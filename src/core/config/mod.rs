use anyhow::{anyhow, Context, Result};
use std::collections::HashMap;
use std::path::PathBuf;

pub type Config = AppConfig;

#[derive(Clone, Debug)]
pub struct AppConfig {
    pub server: ServerConfig,
    pub database_url: String,
    pub jwt: JwtSettings,
    pub uploads: UploadConfig,
    pub oauth: OAuthConfig,
    pub llm: LlmConfig,
    pub admin_emails: Vec<String>,
    pub cors_origins: Vec<String>,
}

#[derive(Clone, Debug)]
pub struct ServerConfig {
    pub host: String,
    pub port: u16,
    pub frontend_url: String,
    pub static_dir: Option<PathBuf>,
}

#[derive(Clone, Debug)]
pub struct JwtSettings {
    pub secret: String,
    pub access_token_minutes: i64,
    pub refresh_token_days: i64,
}

#[derive(Clone, Debug)]
pub struct UploadConfig {
    pub dir: PathBuf,
    pub max_bytes: usize,
    pub clamscan_path: Option<PathBuf>,
}

#[derive(Clone, Debug)]
pub struct OAuthClient {
    pub client_id: String,
    pub client_secret: String,
}

#[derive(Clone, Debug, Default)]
pub struct OAuthConfig {
    pub google: Option<OAuthClient>,
    pub github: Option<OAuthClient>,
    pub redirect_base: String,
}

#[derive(Clone, Debug)]
pub struct LlmConfig {
    pub api_key: Option<String>,
    pub base_url: String,
    pub model: String,
    pub max_retries: u32,
    pub timeout_secs: u64,
}

const MIN_JWT_SECRET_LEN: usize = 32;

impl AppConfig {
    pub fn from_env() -> Result<Self> {
        Self::from_lookup(|key| std::env::var(key).ok())
    }

    pub fn from_map(map: &HashMap<String, String>) -> Result<Self> {
        Self::from_lookup(|key| map.get(key).cloned())
    }

    pub fn from_lookup<F>(lookup: F) -> Result<Self>
    where
        F: Fn(&str) -> Option<String>,
    {
        let get = |key: &str| lookup(key).map(|v| v.trim().to_string()).filter(|v| !v.is_empty());
        let required = |key: &str| get(key).ok_or_else(|| anyhow!("Missing required setting {key}"));

        let database_url = required("DATABASE_URL")?;
        let secret = required("JWT_SECRET")?;
        if secret.len() < MIN_JWT_SECRET_LEN {
            return Err(anyhow!(
                "JWT_SECRET must be at least {MIN_JWT_SECRET_LEN} characters"
            ));
        }

        let port = parse_or(get("SERVER_PORT"), "SERVER_PORT", 8080u16)?;
        let frontend_url = get("FRONTEND_URL")
            .unwrap_or_else(|| "http://localhost:3000".to_string())
            .trim_end_matches('/')
            .to_string();
        let host = get("SERVER_HOST").unwrap_or_else(|| "0.0.0.0".to_string());

        let oauth_client = |prefix: &str| {
            match (get(&format!("{prefix}_CLIENT_ID")), get(&format!("{prefix}_CLIENT_SECRET"))) {
                (Some(client_id), Some(client_secret)) => Some(OAuthClient {
                    client_id,
                    client_secret,
                }),
                _ => None,
            }
        };

        Ok(Self {
            server: ServerConfig {
                host,
                port,
                frontend_url,
                static_dir: get("STATIC_DIR").map(PathBuf::from),
            },
            database_url,
            jwt: JwtSettings {
                secret,
                access_token_minutes: parse_or(get("JWT_ACCESS_MINUTES"), "JWT_ACCESS_MINUTES", 60)?,
                refresh_token_days: parse_or(get("JWT_REFRESH_DAYS"), "JWT_REFRESH_DAYS", 7)?,
            },
            uploads: UploadConfig {
                dir: PathBuf::from(get("UPLOAD_DIR").unwrap_or_else(|| "./uploads".to_string())),
                max_bytes: parse_or(get("UPLOAD_MAX_BYTES"), "UPLOAD_MAX_BYTES", 20 * 1024 * 1024)?,
                clamscan_path: get("CLAMSCAN_PATH").map(PathBuf::from),
            },
            oauth: OAuthConfig {
                google: oauth_client("GOOGLE"),
                github: oauth_client("GITHUB"),
                redirect_base: get("OAUTH_REDIRECT_BASE")
                    .unwrap_or_else(|| format!("http://localhost:{port}"))
                    .trim_end_matches('/')
                    .to_string(),
            },
            llm: LlmConfig {
                api_key: get("LLM_API_KEY"),
                base_url: get("LLM_BASE_URL")
                    .unwrap_or_else(|| "https://api.openai.com/v1".to_string())
                    .trim_end_matches('/')
                    .to_string(),
                model: get("LLM_MODEL").unwrap_or_else(|| "gpt-4o-mini".to_string()),
                max_retries: parse_or(get("LLM_MAX_RETRIES"), "LLM_MAX_RETRIES", 3)?,
                timeout_secs: parse_or(get("LLM_TIMEOUT_SECS"), "LLM_TIMEOUT_SECS", 60)?,
            },
            admin_emails: split_list(get("ADMIN_EMAILS"))
                .into_iter()
                .map(|e| e.to_lowercase())
                .collect(),
            cors_origins: split_list(get("CORS_ORIGINS")),
        })
    }

    pub fn is_admin_email(&self, email: &str) -> bool {
        let email = email.trim().to_lowercase();
        self.admin_emails.iter().any(|e| *e == email)
    }

    pub fn bind_address(&self) -> String {
        format!("{}:{}", self.server.host, self.server.port)
    }
}

fn parse_or<T>(value: Option<String>, key: &str, default: T) -> Result<T>
where
    T: std::str::FromStr,
    T::Err: std::error::Error + Send + Sync + 'static,
{
    match value {
        Some(v) => v
            .parse::<T>()
            .with_context(|| format!("Invalid value for {key}: {v}")),
        None => Ok(default),
    }
}

fn split_list(value: Option<String>) -> Vec<String> {
    value
        .map(|v| {
            v.split(',')
                .map(|s| s.trim().to_string())
                .filter(|s| !s.is_empty())
                .collect()
        })
        .unwrap_or_default()
}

(What you should do) Whenever a line of the material holds the word "model", copy it out.

(Solution for this exercise)
    pub model: String,
                model: get("LLM_MODEL").unwrap_or_else(|| "gpt-4o-mini".to_string()),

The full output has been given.